14Favorisée par les transformations de l'appareil de production et de service, facilitée par l'évolution des mentalités, voire même encouragée par les pouvoirs publics (Rapport Donovan de 1968, création du National Economie Development Council en 1962), la réorganisation technostructurelle des élites économiques a été profonde, surtout depuis 1945 et plus précisément au cours des années 1947-79. Deux grandes « mécaniques élitaires » en sont nées. La première regroupe les élites de la propriété et de la gestion, de tout statut — public ou privé — et de toute nature (foncières, industrielles, commerciales, financières) dans le cadre d'une vaste élite capitaliste.

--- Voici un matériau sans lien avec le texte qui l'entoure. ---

//! # apotek-pos: Sale Transaction Service for Apotek POS
//!
//! The orchestration layer between the presentation code (external) and the
//! pure core / persistence crates.
//!
//! ## Architecture Position
//! ```text
//! ┌─────────────────────────────────────────────────────────────────────────┐
//! │   Presentation layer (external)                                         │
//! │        │ add_to_cart / checkout / cancel / record_restock               │
//! │        ▼                                                                │
//! │   apotek-pos (THIS CRATE): SaleService, PosConfig, PosError             │
//! │        │                                                                │
//! │        ├── apotek-core: cart math, payment settlement, validation       │
//! │        └── apotek-db:   atomic checkout / restock transactions          │
//! └─────────────────────────────────────────────────────────────────────────┘
//! ```
//!
//! ## Usage
//!
//! ```rust,ignore
//! use apotek_pos::{PosConfig, SaleService};
//!
//! let mut service = SaleService::connect(&PosConfig::default()).await?;
//!
//! let total = service.add_to_cart(medicine_id, 1).await?;
//! let receipt = service.checkout("Rp 20.000").await?;
//! ```

pub mod config;
pub mod error;
pub mod service;

pub use config::{ConfigError, PosConfig};
pub use error::{PosError, PosResult};
pub use service::{Receipt, SaleService};

// Re-export the types callers need to drive the service
pub use apotek_core::{Money, RestockItem, StockPolicy};
pub use apotek_db::{Database, DbConfig};
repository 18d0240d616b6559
//! # Database Migrations
//!
//! Embedded SQL migrations for Apotek POS.
//!
//! ## Adding New Migrations
//!
//! 1. Create a new file in `migrations/sqlite/` with the next sequence number
//! 2. Name format: `NNN_description.sql` (e.g., `002_add_expiry_dates.sql`)
//! 3. Write idempotent SQL (use `IF NOT EXISTS` where possible)
//! 4. **NEVER** modify existing migrations - always add new ones

use sqlx::SqlitePool;
use tracing::info;

use crate::error::DbResult;

/// Embedded migrations from the `migrations/sqlite` directory.
///
/// The `sqlx::migrate!()` macro embeds all SQL files from the specified
/// directory into the binary at compile time. No runtime file access needed.
static MIGRATOR: sqlx::migrate::Migrator = sqlx::migrate!("../../migrations/sqlite");

/// Runs all pending database migrations.
///
/// ## Safety
/// - Idempotent: safe to run multiple times
/// - Transactional: each migration runs in a transaction
/// - Ordered: migrations run in filename order (001, 002, ...)
pub async fn run_migrations(pool: &SqlitePool) -> DbResult<()> {
    info!("Checking for pending migrations");

    MIGRATOR.run(pool).await?;

    info!("All migrations applied successfully");
    Ok(())
}

/// Returns information about migrations.
///
/// ## Returns
/// Tuple of (total_migrations, applied_migrations)
///
/// ## Usage
/// For diagnostics and health checks.
pub async fn migration_status(pool: &SqlitePool) -> DbResult<(usize, usize)> {
    let total = MIGRATOR.migrations.len();

    // Query applied migrations
    let applied: i64 = sqlx::query_scalar("SELECT COUNT(*) FROM _sqlx_migrations")
        .fetch_one(pool)
        .await
        .unwrap_or(0);

    Ok((total, applied as usize))
}
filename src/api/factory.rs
//! Backend factory
//!
//! Picks the interface group backend from configuration.

use super::{GroupApi, HttpGroupApi, StaticGroupApi};
use crate::config::Config;
use crate::error::IfGroupResult;
use std::path::Path;
use std::sync::Arc;
use tracing::debug;

/// Create the interface group backend
///
/// # Arguments
/// * `config` - The application configuration
/// * `listing` - Exported JSON listing to serve instead of the REST API
///
/// # Returns
/// * `Ok(Arc<dyn GroupApi>)` - A shared backend implementation
/// * `Err` - If the listing cannot be read or no endpoint is configured
pub async fn create_api(
    config: &Config,
    listing: Option<&Path>,
) -> IfGroupResult<Arc<dyn GroupApi>> {
    let api: Arc<dyn GroupApi> = match listing {
        Some(path) => Arc::new(StaticGroupApi::from_file(path).await?),
        None => Arc::new(HttpGroupApi::new(&config.api)?),
    };
    debug!("Using {} interface group backend", api.backend_name());
    Ok(api)
}
//! In-memory interface group backend
//!
//! Serves a fixed listing. Used for offline resolution from an exported
//! JSON file and as the call-counting backend in tests.

use super::GroupApi;
use crate::error::{IfGroupError, IfGroupResult};
use crate::group::InterfaceGroup;
use async_trait::async_trait;
use std::path::Path;
use std::sync::atomic::{AtomicUsize, Ordering};
use std::sync::Mutex;
use std::time::Duration;
use tokio::fs;
use tokio_util::sync::CancellationToken;
use tracing::debug;
use uuid::Uuid;

/// Interface group backend over a fixed listing
#[derive(Debug, Default)]
pub struct StaticGroupApi {
    groups: Mutex<Vec<InterfaceGroup>>,
    failure: Mutex<Option<String>>,
    latency: Option<Duration>,
    list_calls: AtomicUsize,
    get_calls: AtomicUsize,
}

impl StaticGroupApi {
    /// Serve the given groups in the given order
    pub fn new(groups: Vec<InterfaceGroup>) -> Self {
        Self {
            groups: Mutex::new(groups),
            ..Self::default()
        }
    }

    /// Load a listing from a JSON file holding an array of group records
    pub async fn from_file(path: &Path) -> IfGroupResult<Self> {
        let content = fs::read_to_string(path).await.map_err(|e| {
            IfGroupError::io(format!("reading interface groups from {}", path.display()), e)
        })?;
        let groups: Vec<InterfaceGroup> = serde_json::from_str(&content)?;
        debug!(
            "Loaded {} interface groups from {}",
            groups.len(),
            path.display()
        );
        Ok(Self::new(groups))
    }

    /// Delay every call by `latency`, still honouring cancellation
    pub fn with_latency(mut self, latency: Duration) -> Self {
        self.latency = Some(latency);
        self
    }

    /// Make every following call fail with a transport error
    pub fn fail_with(&self, reason: impl Into<String>) {
        *lock(&self.failure) = Some(reason.into());
    }

    /// Stop injecting failures
    pub fn recover(&self) {
        *lock(&self.failure) = None;
    }

    /// Replace the served listing
    pub fn set_groups(&self, groups: Vec<InterfaceGroup>) {
        *lock(&self.groups) = groups;
    }

    /// Number of `list_all` calls served so far
    pub fn list_calls(&self) -> usize {
        self.list_calls.load(Ordering::SeqCst)
    }

    /// Number of `get_by_uid` calls served so far
    pub fn get_calls(&self) -> usize {
        self.get_calls.load(Ordering::SeqCst)
    }

    async fn respond(&self, context: &str, cancel: &CancellationToken) -> IfGroupResult<()> {
        if let Some(latency) = self.latency {
            tokio::select! {
                biased;
                _ = cancel.cancelled() => return Err(IfGroupError::Cancelled),
                _ = tokio::time::sleep(latency) => {}
            }
        }
        if cancel.is_cancelled() {
            return Err(IfGroupError::Cancelled);
        }
        if let Some(reason) = lock(&self.failure).clone() {
            return Err(IfGroupError::transport(context, reason));
        }
        Ok(())
    }
}

#[async_trait]
impl GroupApi for StaticGroupApi {
    async fn list_all(&self, cancel: &CancellationToken) -> IfGroupResult<Vec<InterfaceGroup>> {
        self.list_calls.fetch_add(1, Ordering::SeqCst);
        self.respond(InterfaceGroup::BASE_PATH, cancel).await?;
        Ok(lock(&self.groups).clone())
    }

    async fn get_by_uid(
        &self,
        uid: Uuid,
        cancel: &CancellationToken,
    ) -> IfGroupResult<InterfaceGroup> {
        self.get_calls.fetch_add(1, Ordering::SeqCst);
        self.respond(&InterfaceGroup::path_for(&uid), cancel).await?;
        lock(&self.groups)
            .iter()
            .find(|group| group.uid == uid)
            .cloned()
            .ok_or_else(|| IfGroupError::GroupNotFound(uid.to_string()))
    }

    fn backend_name(&self) -> &'static str {
        "static"
    }
}

fn lock<T>(mutex: &Mutex<T>) -> std::sync::MutexGuard<'_, T> {
    mutex.lock().unwrap_or_else(|e| e.into_inner())
}
//! Mount-ip command - print the address this host should mount from

use crate::api::create_api;
use crate::cli::args::MountIpArgs;
use crate::config::Config;
use crate::error::IfGroupResult;
use crate::mount::MountIpResolver;
use crate::resolver::GroupResolver;
use std::path::Path;
use tokio_util::sync::CancellationToken;
use tracing::debug;

/// Execute the mount-ip command
pub async fn execute(
    args: MountIpArgs,
    config: &Config,
    groups_file: Option<&Path>,
    cancel: &CancellationToken,
) -> IfGroupResult<()> {
    let api = create_api(config, groups_file).await?;
    let mut facade = MountIpResolver::new(GroupResolver::new(api));

    if let Some(host) = args.host.or_else(|| config.mount.host_identifier.clone()) {
        facade = facade.with_host_identifier(host);
    }

    let group = args.group.or_else(|| config.mount.group.clone());
    debug!(
        "Selecting mount address from {} for host {} via {} backend",
        group.as_deref().unwrap_or("the default NFS group"),
        facade.host_identifier(),
        facade.resolver().api().backend_name()
    );

    let address = facade.get_mount_address(group.as_deref(), cancel).await?;
    println!("{}", address);
    Ok(())
}
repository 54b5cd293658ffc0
//! Backend API access for interface groups
//!
//! The resolver only needs two calls from the backend: list every interface
//! group, and fetch one by uid. [`GroupApi`] abstracts them so the resolver
//! works the same against the REST API or an in-memory listing.

mod factory;
mod http;
mod memory;

pub use factory::create_api;
pub use http::HttpGroupApi;
pub use memory::StaticGroupApi;

use crate::error::IfGroupResult;
use crate::group::InterfaceGroup;
use async_trait::async_trait;
use tokio_util::sync::CancellationToken;
use uuid::Uuid;

/// Abstract interface group backend
///
/// Implementations must return [`IfGroupError::Cancelled`] promptly once
/// `cancel` fires instead of a late result.
///
/// [`IfGroupError::Cancelled`]: crate::error::IfGroupError::Cancelled
#[async_trait]
pub trait GroupApi: Send + Sync {
    /// List every interface group, of all types
    async fn list_all(&self, cancel: &CancellationToken) -> IfGroupResult<Vec<InterfaceGroup>>;

    /// Fetch a single interface group by uid
    async fn get_by_uid(
        &self,
        uid: Uuid,
        cancel: &CancellationToken,
    ) -> IfGroupResult<InterfaceGroup>;

    /// Human-readable backend name for diagnostics
    fn backend_name(&self) -> &'static str;
}
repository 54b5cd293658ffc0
//! Command-line interface

pub mod args;
pub mod commands;

pub use args::{Cli, Commands};
//! REST backend for interface groups
//!
//! Talks to the storage cluster's management API. Every response wraps its
//! payload in a `{"data": ...}` envelope.

use super::GroupApi;
use crate::config::schema::ApiConfig;
use crate::error::{IfGroupError, IfGroupResult};
use crate::group::InterfaceGroup;
use async_trait::async_trait;
use serde::de::DeserializeOwned;
use serde::Deserialize;
use std::time::Duration;
use tokio_util::sync::CancellationToken;
use tracing::debug;
use uuid::Uuid;

#[derive(Debug, Deserialize)]
struct Envelope<T> {
    data: T,
}

/// Interface group backend over HTTP
pub struct HttpGroupApi {
    agent: ureq::Agent,
    endpoint: String,
    token: Option<String>,
}

impl HttpGroupApi {
    /// Create a client for the configured endpoint
    pub fn new(config: &ApiConfig) -> IfGroupResult<Self> {
        let endpoint = config.endpoint.trim().trim_end_matches('/');
        if endpoint.is_empty() {
            return Err(IfGroupError::ApiNotConfigured);
        }

        let agent: ureq::Agent = ureq::Agent::config_builder()
            .timeout_global(Some(Duration::from_secs(config.timeout_secs)))
            .build()
            .into();

        Ok(Self {
            agent,
            endpoint: endpoint.to_string(),
            token: config.token.clone().filter(|t| !t.is_empty()),
        })
    }

    /// Base URL requests are made against
    pub fn endpoint(&self) -> &str {
        &self.endpoint
    }

    /// GET `path` and decode the enveloped payload
    ///
    /// The blocking request runs on the blocking pool. When `cancel` fires
    /// first the call returns `Cancelled` right away and the request's
    /// eventual result is discarded.
    async fn get<T>(&self, path: String, cancel: &CancellationToken) -> IfGroupResult<T>
    where
        T: DeserializeOwned + Send + 'static,
    {
        if cancel.is_cancelled() {
            return Err(IfGroupError::Cancelled);
        }

        let url = format!("{}/{}", self.endpoint, path);
        let agent = self.agent.clone();
        let token = self.token.clone();
        debug!("GET {}", url);

        let request = tokio::task::spawn_blocking(move || {
            fetch_json::<T>(&agent, &url, token.as_deref(), &path)
        });

        tokio::select! {
            biased;
            _ = cancel.cancelled() => {
                debug!("Request cancelled");
                Err(IfGroupError::Cancelled)
            }
            joined = request => joined
                .map_err(|e| IfGroupError::Internal(format!("request task failed: {}", e)))?,
        }
    }
}

fn fetch_json<T: DeserializeOwned>(
    agent: &ureq::Agent,
    url: &str,
    token: Option<&str>,
    path: &str,
) -> IfGroupResult<T> {
    let mut request = agent.get(url).header("Accept", "application/json");
    if let Some(token) = token {
        request = request.header("Authorization", format!("Bearer {}", token));
    }

    let mut response = request.call().map_err(|e| match e {
        ureq::Error::StatusCode(status) => IfGroupError::HttpStatus {
            path: path.to_string(),
            status,
        },
        other => IfGroupError::transport(path, other),
    })?;

    let body = response
        .body_mut()
        .read_to_string()
        .map_err(|e| IfGroupError::transport(path, e))?;

    let envelope: Envelope<T> = serde_json::from_str(&body)?;
    Ok(envelope.data)
}

#[async_trait]
impl GroupApi for HttpGroupApi {
    async fn list_all(&self, cancel: &CancellationToken) -> IfGroupResult<Vec<InterfaceGroup>> {
        let groups: Vec<InterfaceGroup> =
            self.get(InterfaceGroup::BASE_PATH.to_string(), cancel).await?;
        debug!("Fetched {} interface groups", groups.len());
        Ok(groups)
    }

    async fn get_by_uid(
        &self,
        uid: Uuid,
        cancel: &CancellationToken,
    ) -> IfGroupResult<InterfaceGroup> {
        match self.get(InterfaceGroup::path_for(&uid), cancel).await {
            Err(IfGroupError::HttpStatus { status: 404, .. }) => {
                Err(IfGroupError::GroupNotFound(uid.to_string()))
            }
            other => other,
        }
    }

    fn backend_name(&self) -> &'static str {
        "http"
    }
}
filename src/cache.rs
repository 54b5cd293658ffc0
//! Resolved interface group cache
//!
//! Maps a logical key (a group name, or [`DEFAULT_KEY`]) to the group it
//! resolved to. Entries are never evicted or refreshed: a resolved key is
//! trusted for the lifetime of the cache.
//!
//! # Concurrency
//!
//! Safe to share between tasks. Each key owns a [`OnceCell`], so concurrent
//! resolutions of the same uncached key run the fetch once and every caller
//! gets its result (single-flight). A failed fetch leaves the key empty and
//! the next caller fetches again; the last caller to give up on an empty key
//! drops it from the map. Every caller can abandon its wait with its own
//! cancellation token. The key map lock is never held across an await.

use crate::error::{IfGroupError, IfGroupResult};
use crate::group::InterfaceGroup;
use std::collections::HashMap;
use std::future::Future;
use std::sync::{Arc, Mutex, MutexGuard};
use tokio::sync::OnceCell;
use tokio_util::sync::CancellationToken;
use tracing::debug;

/// Cache key used when no group name was requested
pub const DEFAULT_KEY: &str = "default";

type Slot = Arc<OnceCell<InterfaceGroup>>;

/// Cache of resolved interface groups
#[derive(Debug, Default)]
pub struct GroupCache {
    slots: Mutex<HashMap<String, Slot>>,
}

impl GroupCache {
    /// Create an empty cache
    pub fn new() -> Self {
        Self::default()
    }

    /// Cache key for an optional group name
    pub fn key_for(name: Option<&str>) -> &str {
        name.unwrap_or(DEFAULT_KEY)
    }

    /// Get the cached group for `key`, if resolved
    pub fn lookup(&self, key: &str) -> Option<InterfaceGroup> {
        self.slots()
            .get(key)
            .and_then(|slot| slot.get().cloned())
    }

    /// Whether `key` holds a resolved group
    pub fn contains(&self, key: &str) -> bool {
        self.slots()
            .get(key)
            .is_some_and(|slot| slot.initialized())
    }

    /// Insert or overwrite the group for `key`
    pub fn store(&self, key: &str, group: InterfaceGroup) {
        debug!("Caching interface group {} under {}", group.name, key);
        self.slots()
            .insert(key.to_string(), Arc::new(OnceCell::new_with(Some(group))));
    }

    /// Return the group for `key`, running `fetch` to resolve it if absent
    ///
    /// Concurrent callers for the same key share one `fetch`. On error
    /// nothing is stored and the error goes to the caller whose fetch failed;
    /// waiting callers then run their own fetch. A caller whose `cancel`
    /// fires stops waiting and gets `Cancelled`, whoever runs the fetch.
    pub async fn get_or_try_resolve<F, Fut>(
        &self,
        key: &str,
        cancel: &CancellationToken,
        fetch: F,
    ) -> IfGroupResult<InterfaceGroup>
    where
        F: FnOnce() -> Fut,
        Fut: Future<Output = IfGroupResult<InterfaceGroup>>,
    {
        let slot = self.slot(key);
        if let Some(group) = slot.get() {
            debug!("Cache hit for interface group key {}", key);
            return Ok(group.clone());
        }

        debug!("Cache miss for interface group key {}", key);
        let resolved = tokio::select! {
            biased;
            _ = cancel.cancelled() => Err(IfGroupError::Cancelled),
            resolved = slot.get_or_try_init(fetch) => resolved.cloned(),
        };

        if resolved.is_err() {
            self.release(key, slot);
        }
        resolved
    }

    /// Number of resolved keys
    pub fn len(&self) -> usize {
        self.slots()
            .values()
            .filter(|slot| slot.initialized())
            .count()
    }

    pub fn is_empty(&self) -> bool {
        self.len() == 0
    }

    /// Resolved keys, sorted
    pub fn keys(&self) -> Vec<String> {
        let mut keys: Vec<String> = self
            .slots()
            .iter()
            .filter(|(_, slot)| slot.initialized())
            .map(|(key, _)| key.clone())
            .collect();
        keys.sort();
        keys
    }

    fn slot(&self, key: &str) -> Slot {
        self.slots().entry(key.to_string()).or_default().clone()
    }

    /// Drop `key` if it still maps to this empty `slot` and no other caller
    /// holds it
    fn release(&self, key: &str, slot: Slot) {
        let mut slots = self.slots();
        let unused = slots.get(key).is_some_and(|current| {
            Arc::ptr_eq(current, &slot)
                && !current.initialized()
                && Arc::strong_count(current) == 2
        });
        if unused {
            debug!("Releasing unresolved interface group key {}", key);
            slots.remove(key);
        }
    }

    fn slots(&self) -> MutexGuard<'_, HashMap<String, Slot>> {
        // The map is only ever mutated by single insertions and removals, so
        // a poisoned lock still guards a consistent map.
        self.slots.lock().unwrap_or_else(|e| e.into_inner())
    }
}
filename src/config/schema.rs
//! Configuration schema for ifgroup
//!
//! Configuration is stored at `~/.config/ifgroup/config.toml`

use serde::{Deserialize, Serialize};

/// Root configuration structure
#[derive(Debug, Clone, Default, Serialize, Deserialize)]
#[serde(default)]
pub struct Config {
    /// General settings
    pub general: GeneralConfig,

    /// Storage cluster API settings
    pub api: ApiConfig,

    /// Mount address selection settings
    pub mount: MountConfig,
}

/// General application settings
#[derive(Debug, Clone, Serialize, Deserialize)]
#[serde(default)]
pub struct GeneralConfig {
    /// Log format: "text" or "json"
    pub log_format: String,
}

impl Default for GeneralConfig {
    fn default() -> Self {
        Self {
            log_format: "text".to_string(),
        }
    }
}

/// Storage cluster API settings
#[derive(Debug, Clone, Serialize, Deserialize)]
#[serde(default)]
pub struct ApiConfig {
    /// Base URL of the management API, e.g. `https://cluster:14000/api/v2`
    pub endpoint: String,

    /// Bearer token sent with every request
    pub token: Option<String>,

    /// Per-request timeout in seconds
    pub timeout_secs: u64,
}

impl Default for ApiConfig {
    fn default() -> Self {
        Self {
            endpoint: String::new(),
            token: None,
            timeout_secs: 30,
        }
    }
}

/// Mount address selection settings
#[derive(Debug, Clone, Default, Serialize, Deserialize)]
#[serde(default)]
pub struct MountConfig {
    /// NFS interface group to use when none is requested
    pub group: Option<String>,

    /// Host identifier to hash instead of the hostname
    pub host_identifier: Option<String>,
}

La philosophie de base de cette élite, dont la Confederation of British Industries (CBI) constitue le porte-parole le plus connu, réside dans la mise en œuvre de la « démocratie sociale de marché », conception souple tentant de concilier croissance, prospérité et plein emploi10. Cet objectif est également celui de l'autre grande élite, représentative du monde du travail, l'élite syndicale. Fédérées par le Trade Union Congress, les élites syndicales ont atteint en 1979 leur représentativité maximale avec 55 % d'adhérents dans la population active. A cette légitimité socio-économique, les syndicats ajoutent leurs liens organiques avec le Parti travailliste, ce qui a accrédité l'idée d'un véritable pouvoir syndical, reconnu d'ailleurs par W. Churchill qui en parlait comme du « Quatrième Ordre du Royaume (Fourth Estate of the Realm) »11. Ce lien entre Labour et les trade unions ne doit pas occulter celui qui unit les élites capitalistes aux partis politiques, notamment le parti Conservateur. Ces liens soulignent d'ailleurs une autre des nécessités structurelles du Corporate State, à savoir le partenariat dans le cadre d'un rapport de force arbitré par la puissance publique. C’est le « tripartisme », version britannique de la politique contractuelle à la française.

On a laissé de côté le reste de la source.